• What needs to be done: Return the following from the records below: each line, word for word, starting with the line that contains "pub struct Variable(String);" and going on through the line that contains "pub fn contains(&self, var: &Variable)", with nothing outside that range.
START Material supplied
//! spec.md §4.6 — `StorageGenerator`.

use std::collections::{BTreeMap, BTreeSet};
use std::fmt;

use primitive_types::U256;
use rand::{Rng, RngCore};

use crate::error::{GenerateError, UnsatisfiableReason};
use crate::evm::{classify_storage_status, status_requires_zero_new, StorageStatus};
use crate::rand_util::fresh_value;
use crate::solver::IntervalSolver;
use crate::state::{Storage, StorageSlot};
use crate::variable::{Assignment, Variable};

/// Maximum number of undirected decoy storage entries (spec.md §4.6 step 5;
/// SPEC_FULL.md Open Question resolution: a coverage heuristic, not a
/// behavioral contract).
pub const MAX_DECOY_ENTRIES: usize = 4;

#[derive(Debug, Clone, PartialEq, Eq)]
struct Cfg {
    key: Variable,
    new_value_var: Variable,
    status: StorageStatus,
}

#[derive(Debug, Clone, Default)]
pub struct StorageGenerator {
    cfgs: Vec<Cfg>,
    warm_cold: BTreeMap<Variable, bool>,
    unsatisfiable: bool,
}

impl StorageGenerator {
    pub fn new() -> Self {
        Self::default()
    }

    pub fn bind_storage_configuration(&mut self, status: StorageStatus, key: Variable, new_value_var: Variable) {
        self.cfgs.push(Cfg { key, new_value_var, status });
    }

    pub fn bind_warm_cold(&mut self, key: Variable, warm: bool) {
        match self.warm_cold.get(&key) {
            Some(&existing) if existing != warm => self.unsatisfiable = true,
            _ => {
                self.warm_cold.insert(key, warm);
            }
        }
    }

    /// Sample a [`U256`] excluding every value in `excluded`, via
    /// [`IntervalSolver`] (spec.md §4.2's exclusion-based solver, used here
    /// instead of a retry loop since the exclusion sets are a handful of
    /// literal points).
    fn sample_excluding(rng: &mut dyn RngCore, excluded: &[U256]) -> Result<U256, GenerateError> {
        let mut solver: IntervalSolver<U256> = IntervalSolver::full();
        for &v in excluded {
            solver.exclude(v, v);
        }
        solver.generate(rng)
    }

    pub fn generate(&self, assignment: &mut Assignment, rng: &mut dyn RngCore) -> Result<Storage, GenerateError> {
        if self.unsatisfiable {
            return Err(UnsatisfiableReason::conflict("storage", "a key was bound both warm and cold").into());
        }

        // Step 1: conflict detection.
        let mut status_by_key: BTreeMap<&Variable, (&StorageStatus, &Variable)> = BTreeMap::new();
        for cfg in &self.cfgs {
            match status_by_key.get(&cfg.key) {
                Some((status, nv)) if **status != cfg.status || **nv != cfg.new_value_var => {
                    return Err(UnsatisfiableReason::conflict(
                        "storage",
                        format!("{} has conflicting cfg entries", cfg.key),
                    )
                    .into());
                }
                _ => {
                    status_by_key.insert(&cfg.key, (&cfg.status, &cfg.new_value_var));
                }
            }
        }
        // Step 2: resolve key variables to fresh U256 keys.
        let mut used_keys: BTreeSet<U256> = BTreeSet::new();
        let mut key_values: BTreeMap<Variable, U256> = BTreeMap::new();
        let mut all_keys: BTreeSet<Variable> = self.cfgs.iter().map(|c| c.key.clone()).collect();
        all_keys.extend(self.warm_cold.keys().cloned());
        for key in &all_keys {
            let value = if let Some(v) = assignment.get(key) {
                v
            } else {
                fresh_value(rng, crate::evm::random_u256, |v| used_keys.contains(v))?
            };
            if !assignment.bind(key.clone(), value) {
                return Err(UnsatisfiableReason::conflict("storage", format!("{key} already bound")).into());
            }
            used_keys.insert(value);
            key_values.insert(key.clone(), value);
        }

        let mut storage = Storage::new();

        // Step 3: for each cfg, pick newValue then original/current.
        for cfg in &self.cfgs {
            let key = key_values[&cfg.key];
            let requires_zero = status_requires_zero_new(cfg.status);
            let new_value = if let Some(v) = assignment.get(&cfg.new_value_var) {
                if v.is_zero() != requires_zero {
                    return Err(UnsatisfiableReason::conflict(
                        "storage",
                        format!(
                            "{} is pre-assigned {v:#x} but status {:?} requires zero={requires_zero}",
                            cfg.new_value_var, cfg.status
                        ),
                    )
                    .into());
                }
                v
            } else {
                let v = if requires_zero {
                    U256::zero()
                } else {
                    Self::sample_excluding(rng, &[U256::zero()])?
                };
                if !assignment.bind(cfg.new_value_var.clone(), v) {
                    return Err(
                        UnsatisfiableReason::conflict("storage", format!("{} already bound", cfg.new_value_var)).into(),
                    );
                }
                v
            };

            use StorageStatus::*;
            let (original, current) = match cfg.status {
                Added => (U256::zero(), U256::zero()),
                AddedDeleted => (U256::zero(), Self::sample_excluding(rng, &[U256::zero()])?),
                DeletedRestored => (new_value, U256::zero()),
                DeletedAdded => (Self::sample_excluding(rng, &[U256::zero(), new_value])?, U256::zero()),
                Deleted => {
                    let original = Self::sample_excluding(rng, &[U256::zero()])?;
                    (original, original)
                }
                Modified => {
                    let original = Self::sample_excluding(rng, &[U256::zero(), new_value])?;
                    (original, original)
                }
                ModifiedDeleted => {
                    let original = Self::sample_excluding(rng, &[U256::zero()])?;
                    let current = Self::sample_excluding(rng, &[U256::zero(), original])?;
                    (original, current)
                }
                ModifiedRestored => {
                    let original = new_value;
                    let current = Self::sample_excluding(rng, &[U256::zero(), original])?;
                    (original, current)
                }
                Assigned => {
                    let original = Self::sample_excluding(rng, &[U256::zero(), new_value])?;
                    let current = Self::sample_excluding(rng, &[U256::zero(), original, new_value])?;
                    (original, current)
                }
            };

            debug_assert_eq!(classify_storage_status(original, current, new_value), cfg.status);

            let warm = self.warm_cold.get(&cfg.key).copied().unwrap_or(true);
            storage.insert(key, StorageSlot { original, current, warm });
        }

        // Step 4: warm/cold-only keys (no cfg touched them).
        for (key_var, &warm) in &self.warm_cold {
            let key = key_values[key_var];
            if !storage.contains_key(key) {
                let original = crate::evm::random_u256(rng);
                let current = crate::evm::random_u256(rng);
                storage.insert(key, StorageSlot { original, current, warm });
            }
        }

        // Step 5: decoy entries.
        let decoys = rng.gen_range(0..=MAX_DECOY_ENTRIES);
        for _ in 0..decoys {
            let key = fresh_value(rng, crate::evm::random_u256, |v| used_keys.contains(v))?;
            used_keys.insert(key);
            let original = crate::evm::random_u256(rng);
            let current = crate::evm::random_u256(rng);
            let warm = rng.gen_bool(0.5);
            storage.insert(key, StorageSlot { original, current, warm });
        }

        Ok(storage)
    }

    pub fn clone_store(&self) -> Self {
        self.clone()
    }

    pub fn restore(&mut self, other: &Self) {
        *self = other.clone();
    }
}

impl fmt::Display for StorageGenerator {
    fn fmt(&self, f: &mut fmt::Formatter<'_>) -> fmt::Result {
        let cfgs: Vec<String> = self
            .cfgs
            .iter()
            .map(|c| format!("storage[{}]={:?}(nv={})", c.key, c.status, c.new_value_var))
            .collect();
        let wc: Vec<String> = self
            .warm_cold
            .iter()
            .map(|(k, w)| format!("{}({k})", if *w { "warm" } else { "cold" }))
            .collect();
        write!(f, "{}", cfgs.into_iter().chain(wc).collect::<Vec<_>>().join(","))
    }
}

#[cfg(test)]
mod tests {
    use super::*;
    use rand::{rngs::StdRng, SeedableRng};
    use rstest::rstest;

    #[rstest]
    #[case(StorageStatus::Added)]
    #[case(StorageStatus::AddedDeleted)]
    #[case(StorageStatus::DeletedRestored)]
    #[case(StorageStatus::DeletedAdded)]
    #[case(StorageStatus::Deleted)]
    #[case(StorageStatus::Modified)]
    #[case(StorageStatus::ModifiedDeleted)]
    #[case(StorageStatus::ModifiedRestored)]
    #[case(StorageStatus::Assigned)]
    fn every_status_round_trips_through_classification(#[case] status: StorageStatus) {
        let mut g = StorageGenerator::new();
        g.bind_storage_configuration(status, Variable::new("k"), Variable::new("nv"));
        let mut a = Assignment::new();
        let mut rng = StdRng::seed_from_u64(status as u64 + 1);
        let storage = g.generate(&mut a, &mut rng).unwrap();
        let key = a.get(&Variable::new("k")).unwrap();
        let slot = storage.get(key).unwrap();
        let nv = a.get(&Variable::new("nv")).unwrap();
        assert_eq!(classify_storage_status(slot.original, slot.current, nv), status);
    }

    #[test]
    fn added_forces_zero_original_and_current() {
        let mut g = StorageGenerator::new();
        g.bind_storage_configuration(StorageStatus::Added, Variable::new("k"), Variable::new("nv"));
        let mut a = Assignment::new();
        let mut rng = StdRng::seed_from_u64(42);
        let storage = g.generate(&mut a, &mut rng).unwrap();
        let key = a.get(&Variable::new("k")).unwrap();
        let slot = storage.get(key).unwrap();
        assert!(slot.original.is_zero());
        assert!(slot.current.is_zero());
    }

    #[test]
    fn conflicting_warm_and_cold_is_unsatisfiable() {
        let mut g = StorageGenerator::new();
        g.bind_warm_cold(Variable::new("k"), true);
        g.bind_warm_cold(Variable::new("k"), false);
        let mut a = Assignment::new();
        let mut rng = StdRng::seed_from_u64(1);
        assert!(g.generate(&mut a, &mut rng).is_err());
    }
}
//! Symbolic placeholders and the assignment table that binds them.

use std::collections::BTreeMap;
use std::fmt;

use primitive_types::U256;

/// A named symbolic placeholder. Printable as `$name` per the diagnostic
/// rendering convention described in spec.md §6/§9.
#[derive(Debug, Clone, PartialEq, Eq, PartialOrd, Ord, Hash)]
pub struct Variable(String);

impl Variable {
    pub fn new(name: impl Into<String>) -> Self {
        Self(name.into())
    }

    pub fn name(&self) -> &str {
        &self.0
    }
}

impl fmt::Display for Variable {
    fn fmt(&self, f: &mut fmt::Formatter<'_>) -> fmt::Result {
        write!(f, "${}", self.0)
    }
}

impl From<&str> for Variable {
    fn from(s: &str) -> Self {
        Self::new(s)
    }
}

impl From<String> for Variable {
    fn from(s: String) -> Self {
        Self::new(s)
    }
}

/// The symbolic-to-concrete binding table populated during generation.
///
/// Values are never overwritten once set (spec.md §3): [`Assignment::bind`]
/// fails loudly (via `debug_assert!`) rather than silently clobbering a
/// prior binding, since that would violate the "pre-assigned entries are
/// never overwritten" invariant (spec.md §8 property 8).
#[derive(Debug, Clone, Default, PartialEq, Eq)]
pub struct Assignment {
    values: BTreeMap<Variable, U256>,
}

impl Assignment {
    pub fn new() -> Self {
        Self::default()
    }

    pub fn get(&self, var: &Variable) -> Option<U256> {
        self.values.get(var).copied()
    }

    pub fn contains(&self, var: &Variable) -> bool {
        self.values.contains_key(var)
    }

    /// Bind `var` to `value`. Returns `false` (and leaves the table
    /// unchanged) if `var` is already bound to a *different* value;
    /// binding the same value twice is a no-op success, since several
    /// spec.md operations (e.g. `BindToSelfAddress` called twice) legally
    /// reuse an existing binding.
    #[must_use]
    pub fn bind(&mut self, var: Variable, value: U256) -> bool {
        match self.values.get(&var) {
            Some(existing) => *existing == value,
            None => {
                self.values.insert(var, value);
                true
            }
        }
    }

    pub fn iter(&self) -> impl Iterator<Item = (&Variable, &U256)> {
        self.values.iter()
    }

    pub fn len(&self) -> usize {
        self.values.len()
    }

    pub fn is_empty(&self) -> bool {
        self.values.is_empty()
    }
}

#[cfg(test)]
mod tests {
    use super::*;

    #[test]
    fn display_is_dollar_prefixed() {
        assert_eq!(Variable::new("X").to_string(), "$X");
    }

    #[test]
    fn bind_rejects_conflicting_rebind() {
        let mut a = Assignment::new();
        assert!(a.bind(Variable::new("x"), U256::from(1)));
        assert!(a.bind(Variable::new("x"), U256::from(1)));
        assert!(!a.bind(Variable::new("x"), U256::from(2)));
        assert_eq!(a.get(&Variable::new("x")), Some(U256::from(1)));
    }
}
END Material supplied
• Worked solution:
pub struct Variable(String);

impl Variable {
    pub fn new(name: impl Into<String>) -> Self {
        Self(name.into())
    }

    pub fn name(&self) -> &str {
        &self.0
    }
}

impl fmt::Display for Variable {
    fn fmt(&self, f: &mut fmt::Formatter<'_>) -> fmt::Result {
        write!(f, "${}", self.0)
    }
}

impl From<&str> for Variable {
    fn from(s: &str) -> Self {
        Self::new(s)
    }
}

impl From<String> for Variable {
    fn from(s: String) -> Self {
        Self::new(s)
    }
}

/// The symbolic-to-concrete binding table populated during generation.
///
/// Values are never overwritten once set (spec.md §3): [`Assignment::bind`]
/// fails loudly (via `debug_assert!`) rather than silently clobbering a
/// prior binding, since that would violate the "pre-assigned entries are
/// never overwritten" invariant (spec.md §8 property 8).
#[derive(Debug, Clone, Default, PartialEq, Eq)]
pub struct Assignment {
    values: BTreeMap<Variable, U256>,
}

impl Assignment {
    pub fn new() -> Self {
        Self::default()
    }

    pub fn get(&self, var: &Variable) -> Option<U256> {
        self.values.get(var).copied()
    }

    pub fn contains(&self, var: &Variable) -> bool {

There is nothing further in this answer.